On Sunday, US Under Secretary for International Trade Franklin L Lavin sampled the delights of Delhi streets.
He travelled on the Metro (crowded even on a Sunday), got off at Chawri Bazaar, tried a golgappa (minus the fire-water which his aides persuaded him was swimming with streptococcus bacilli) and got a feel of India.
On Monday, as Indian and American officials shrugged off their jackets, rolled up their shirtsleeves and got down to wrestling with stubborn bureaucracies and entrenched mindsets, Lavin said they chipped away at all the problems and impediments in Indo-US commercial relations.
"The Indian government is as complex as the US government," he told Business Standard in an exclusive interview. "We got together to ask each other: Is there really a problem? In general, we found that there was a high level of convergence between Indian and US investors."
But he conceded that there were sectoral issues. In the biggest ever delegation of US companies to any country ever, a number of US health equipment manufacturers felt that product licensing norms in India were less rigorous than world norms.
So health ministry officials, the Indian and the US private sector spent a morning debating how the Indian regulatory system could be made more rigorous in the interests of quality and intellectual property right protection.
Lavin said there were other more serious impediments: US companies were prohibited from owning entire businesses in the pension, insurance, telephony, cable and satellite and retailing sectors.
He agreed that Indian companies had a problem too: Indian banks had applied for licenses to operate in the US but were still waiting for clearance. But this, he attributed to scrutiny of an independent regulator. "The US has 120 foreign banks. 19 per cent of US bank assets are under foreign control. So it is not as if there are bars on foreign ownership," he said.
He added that there were federal and state-level controls on investments in the insurance sector in the US, but added that no Indian insurance company had applied to open branches in the US.
It was not that only the US had grouses. "The issue probably raised the most here is visas. But Ambassador Mulford has smoothened things out. The number of visas processed over the last one year has increased by 60 per cent. From 500,000 visas issued by the embassy last year, the number has gone up to 800,000."

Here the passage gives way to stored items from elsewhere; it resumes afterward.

//! Snapshot deployments into an environment.

use release_store::ObjectMeta;
use serde::{Deserialize, Serialize};

use super::condition::{find_condition, Condition};

/// Aggregate condition reported once every component has been synced.
pub const ALL_COMPONENTS_DEPLOYED: &str = "AllComponentsDeployed";

/// Indexed field holding a binding's environment name.
pub const ENVIRONMENT_FIELD: &str = "spec.environment";

#[derive(Debug, Clone, Serialize, Deserialize, PartialEq)]
pub struct SnapshotEnvironmentBinding {
    pub metadata: ObjectMeta,
    pub spec: BindingSpec,
    #[serde(default)]
    pub status: BindingStatus,
}

#[derive(Debug, Clone, Serialize, Deserialize, PartialEq)]
#[serde(rename_all = "camelCase")]
pub struct BindingSpec {
    pub application: String,
    pub environment: String,
    pub snapshot: String,
    #[serde(default)]
    pub components: Vec<BindingComponent>,
}

#[derive(Debug, Clone, Serialize, Deserialize, PartialEq)]
#[serde(rename_all = "camelCase")]
pub struct BindingComponent {
    pub name: String,
    pub configuration: BindingComponentConfiguration,
}

#[derive(Debug, Clone, Serialize, Deserialize, PartialEq)]
#[serde(rename_all = "camelCase")]
pub struct BindingComponentConfiguration {
    pub replicas: u32,
}

#[derive(Debug, Clone, Default, Serialize, Deserialize, PartialEq)]
#[serde(rename_all = "camelCase")]
pub struct BindingStatus {
    #[serde(default, skip_serializing_if = "Vec::is_empty")]
    pub component_deployment_conditions: Vec<Condition>,
}

impl SnapshotEnvironmentBinding {
    pub fn deployment_condition(&self) -> Option<&Condition> {
        find_condition(
            &self.status.component_deployment_conditions,
            ALL_COMPONENTS_DEPLOYED,
        )
    }
}
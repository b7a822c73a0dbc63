//! Construction of SnapshotEnvironmentBindings.

use release_store::ObjectMeta;

use crate::domain::binding::{BindingSpec, BindingStatus};
use crate::domain::{
    BindingComponent, BindingComponentConfiguration, Component, Environment, Snapshot,
    SnapshotEnvironmentBinding,
};

const DEFAULT_REPLICAS: u32 = 1;

/// Binding that deploys `snapshot` into `environment`, one entry per component.
///
/// The binding lives in the environment's namespace and its name is generated
/// from `<application>-<environment>-binding-`.
pub fn new_snapshot_environment_binding(
    components: &[Component],
    snapshot: &Snapshot,
    environment: &Environment,
) -> SnapshotEnvironmentBinding {
    let application = &snapshot.spec.application;
    let prefix = format!("{}-{}-binding-", application, environment.metadata.name);

    SnapshotEnvironmentBinding {
        metadata: ObjectMeta::generated(&environment.metadata.namespace, prefix),
        spec: BindingSpec {
            application: application.clone(),
            environment: environment.metadata.name.clone(),
            snapshot: snapshot.metadata.name.clone(),
            components: components
                .iter()
                .map(|component| BindingComponent {
                    name: component.metadata.name.clone(),
                    configuration: BindingComponentConfiguration {
                        replicas: component.spec.replicas.unwrap_or(DEFAULT_REPLICAS),
                    },
                })
                .collect(),
        },
        status: BindingStatus::default(),
    }
}

#[cfg(test)]
mod tests {
    use super::*;

    #[test]
    fn binding_covers_every_component() {
        let mut scaled = Component::new("managed", "worker", "app");
        scaled.spec.replicas = Some(3);
        let components = vec![Component::new("managed", "api", "app"), scaled];
        let snapshot = Snapshot::new("managed", "snap", "app");
        let environment = Environment::new("managed", "prod");

        let binding = new_snapshot_environment_binding(&components, &snapshot, &environment);

        assert_eq!(binding.metadata.namespace, "managed");
        assert_eq!(binding.metadata.generate_name, "app-prod-binding-");
        assert_eq!(binding.spec.environment, "prod");
        assert_eq!(binding.spec.snapshot, "snap");
        assert_eq!(binding.spec.components.len(), 2);
        assert_eq!(binding.spec.components[0].configuration.replicas, 1);
        assert_eq!(binding.spec.components[1].configuration.replicas, 3);
    }
}
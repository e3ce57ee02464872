//! Schema validation for `schema` assertions
//!
//! The built-in validator understands the commonly used subset of JSON
//! Schema: `type` (single or list), `required`, `properties`, `items`,
//! `enum`, `minimum`, `maximum`, `minLength`, `maxLength`. Other keywords are
//! ignored.

use serde_json::Value;

pub trait SchemaValidator: Send + Sync {
    /// `Err` carries a human-readable description of the first violation
    fn validate(&self, value: &Value, schema: &Value) -> Result<(), String>;
}

#[derive(Debug, Default, Clone, Copy)]
pub struct BasicSchemaValidator;

impl SchemaValidator for BasicSchemaValidator {
    fn validate(&self, value: &Value, schema: &Value) -> Result<(), String> {
        check(value, schema, "$")
    }
}

fn type_name(value: &Value) -> &'static str {
    match value {
        Value::Null => "null",
        Value::Bool(_) => "boolean",
        Value::Number(n) if n.is_i64() || n.is_u64() => "integer",
        Value::Number(_) => "number",
        Value::String(_) => "string",
        Value::Array(_) => "array",
        Value::Object(_) => "object",
    }
}

fn matches_type(value: &Value, expected: &str) -> bool {
    let actual = type_name(value);
    actual == expected || (expected == "number" && actual == "integer")
}

fn check(value: &Value, schema: &Value, at: &str) -> Result<(), String> {
    let Some(schema) = schema.as_object() else {
        // `true`/`{}` accept everything; `false` accepts nothing
        return match schema {
            Value::Bool(false) => Err(format!("{}: no value is allowed here", at)),
            _ => Ok(()),
        };
    };

    if let Some(expected) = schema.get("type") {
        let allowed: Vec<&str> = match expected {
            Value::String(t) => vec![t.as_str()],
            Value::Array(types) => types.iter().filter_map(Value::as_str).collect(),
            _ => Vec::new(),
        };
        if !allowed.is_empty() && !allowed.iter().any(|t| matches_type(value, t)) {
            return Err(format!(
                "{}: expected {}, got {}",
                at,
                allowed.join(" or "),
                type_name(value)
            ));
        }
    }

    if let Some(options) = schema.get("enum").and_then(Value::as_array) {
        if !options.contains(value) {
            return Err(format!("{}: {} is not one of the allowed values", at, value));
        }
    }

    if let Some(n) = value.as_f64() {
        if let Some(min) = schema.get("minimum").and_then(Value::as_f64) {
            if n < min {
                return Err(format!("{}: {} is less than minimum {}", at, n, min));
            }
        }
        if let Some(max) = schema.get("maximum").and_then(Value::as_f64) {
            if n > max {
                return Err(format!("{}: {} is greater than maximum {}", at, n, max));
            }
        }
    }

    if let Some(s) = value.as_str() {
        let len = s.chars().count() as u64;
        if let Some(min) = schema.get("minLength").and_then(Value::as_u64) {
            if len < min {
                return Err(format!("{}: length {} is shorter than {}", at, len, min));
            }
        }
        if let Some(max) = schema.get("maxLength").and_then(Value::as_u64) {
            if len > max {
                return Err(format!("{}: length {} is longer than {}", at, len, max));
            }
        }
    }

    if let Some(object) = value.as_object() {
        if let Some(required) = schema.get("required").and_then(Value::as_array) {
            for key in required.iter().filter_map(Value::as_str) {
                if !object.contains_key(key) {
                    return Err(format!("{}: missing required property '{}'", at, key));
                }
            }
        }
        if let Some(properties) = schema.get("properties").and_then(Value::as_object) {
            for (key, property_schema) in properties {
                if let Some(property) = object.get(key) {
                    check(property, property_schema, &format!("{}.{}", at, key))?;
                }
            }
        }
    }

    if let (Some(items), Some(item_schema)) = (value.as_array(), schema.get("items")) {
        for (index, item) in items.iter().enumerate() {
            check(item, item_schema, &format!("{}[{}]", at, index))?;
        }
    }

    Ok(())
}
fn free_port() -> std::io::Result<u16> {
    let listener = std::net::TcpListener::bind("127.0.0.1:0")?;
    Ok(listener.local_addr()?.port())
}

Lavin said in the pharma sector, protection of intellectual property was another issue. The Indian pharma industry had evolved and become more sophisticated and better IPR protection was in Indian industry's own good. "You can't have people pirating my product and using another name," he said.
He said the US and India were paying for a history of neglect of commercial relations. This had caused a problem of mindsets on both sides, most evident over the fears and concerns about the Indo-US civil nuclear deal. But it was all changing.
"You can always tell at meetings when people are trying to obstruct; and when people are trying to find solutions. People are trying to find solutions here," he said.